I published my first novel in November of 2011 in both paperback and Kindle format. I sold my first Kindle eBook to someone who has become a good friend and fellow author for the ridiculous price of $9.99. His was to become my first review. He was a brave man, buying an eBook at that price from a random Facebook posting. That first review has over 27 votes and is the top review yet of the 20 I now have. I knew little of how to market at that point and even less of how to find my audience. In November 2011 I had a few free kindle titles on my iPad and very little knowledge about how Amazon was better at selling Amazon than I would be. My wife and I hit publish and hoped that we would figure it out as we went along. I knew one other person at this point who had self published and she was an old friend who had finally written and published her first work a year before. I sold one whole eBook that month, November 2011.

It is December 2012. A year and a month have gone by in a journey I undertook twenty one years before in college to write a novel with all of my friends as characters set in a civil war battle. I never finished it. Twelve years later I undertook to rewrite the novel from scratch and for the next eight years worked on it on the odd weekend or trip, in coffee houses and in hotel rooms, airplanes, and cars. I wanted to finish it. Other than having written stories or stage plays for fun most of my life I had little to go on other than instinct with this rewrite. I knew the story I wanted to tell and I learned to let the story tell itself. I wanted the soldiers to speak their minds and speak about what comradeship and loss meant to them. I wanted confederate and federal to tell why they volunteered and treat both sides with equality of voice, not turning all confederates into antagonists and all federals into protagonists. Men volunteered to follow their own ideas of patriotism and duty and each believed they were serving a higher cause.

I was doubtful that I’d succeeded. The story was written from stream of consciousness and from the point of view of each character, allowing the thoughts and fears, doubts and struggles to be laid out for the reader to experience along with the fright and rush that was civil war combat. The majority of the reviews have confirmed a level of success in that endeavor, that the reviewer was transported int the ranks and experienced the life of the soldier and experienced the common faith that most soldiers shared on either side.

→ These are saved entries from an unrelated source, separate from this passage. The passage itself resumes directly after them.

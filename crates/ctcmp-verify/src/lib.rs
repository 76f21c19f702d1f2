// Copyright (c) 2025-2026 Federico Hoerth <memparanoid@gmail.com>
// SPDX-License-Identifier: GPL-3.0-only
// See LICENSE in the repository root for full license text.

//! Boundary-safety verifier for constant-time comparators.
//!
//! The verifier builds two page-anchored arenas filled with the same cyclic
//! pattern and drives a comparator through every `(size, offset)` cell of
//! the matrix `[1, max_size) x [0, max_offset)`:
//!
//! 1. the bytes just before and just after the window are poisoned with
//!    sentinels in both arenas,
//! 2. the comparator must report the windows equal,
//! 3. each byte of the window in turn is incremented and the comparator must
//!    report them different, then the byte is restored,
//! 4. the sentinels are removed and the original neighbours written back.
//!
//! A zero-length comparison is checked once up front. The run stops at the
//! first failing cell and reports its exact coordinates.
//!
//! The comparator receives each arena from the window start to its end, so an
//! implementation that reads past `len` sees the after-guard sentinel.
//!
//! # Example
//!
//! ```rust
//! use ctcmp_verify::{VerifierConfig, VerifyError, verify_ct_memeq};
//!
//! fn example() -> Result<(), VerifyError> {
//!     let report = verify_ct_memeq(VerifierConfig::default().with_max_size(16))?;
//!
//!     assert_eq!(report.cells, 15 * 32);
//!     Ok(())
//! }
//! # example().unwrap();
//! ```

#![warn(missing_docs)]

#[cfg(test)]
mod tests;

mod config;
mod error;
mod report;
mod verifier;

pub use config::{
    ConfigError, DEFAULT_MAX_OFFSET, DEFAULT_MAX_SIZE, PATTERN_BASE, PATTERN_PERIOD, VerifierConfig,
};
pub use ctcmp_arena::GuardSentinels;
pub use error::VerifyError;
pub use report::VerifyReport;
pub use verifier::{Verifier, verify_ct_memeq};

This year has been an eye opener. Many say that you need four things in order to sell an eBook. A good cover, a good book, a good blurb and luck. Now most would say that it is the luck part that can make the difference between a huge seller and an average seller. I do not know if I fit the huge seller or the average even, but we met our goal for this year financially and that was a big thing. It was luck that KDP Select was introduced and for the first part of the year the Amazon selling environment favored the extra exposure from a successful free giveaway.

As I ready my first book launch (we unceremoniously launched They Met at Shiloh with no plan and no promotion) this next year and finish my third novel I do look forward to what 2013 will bring.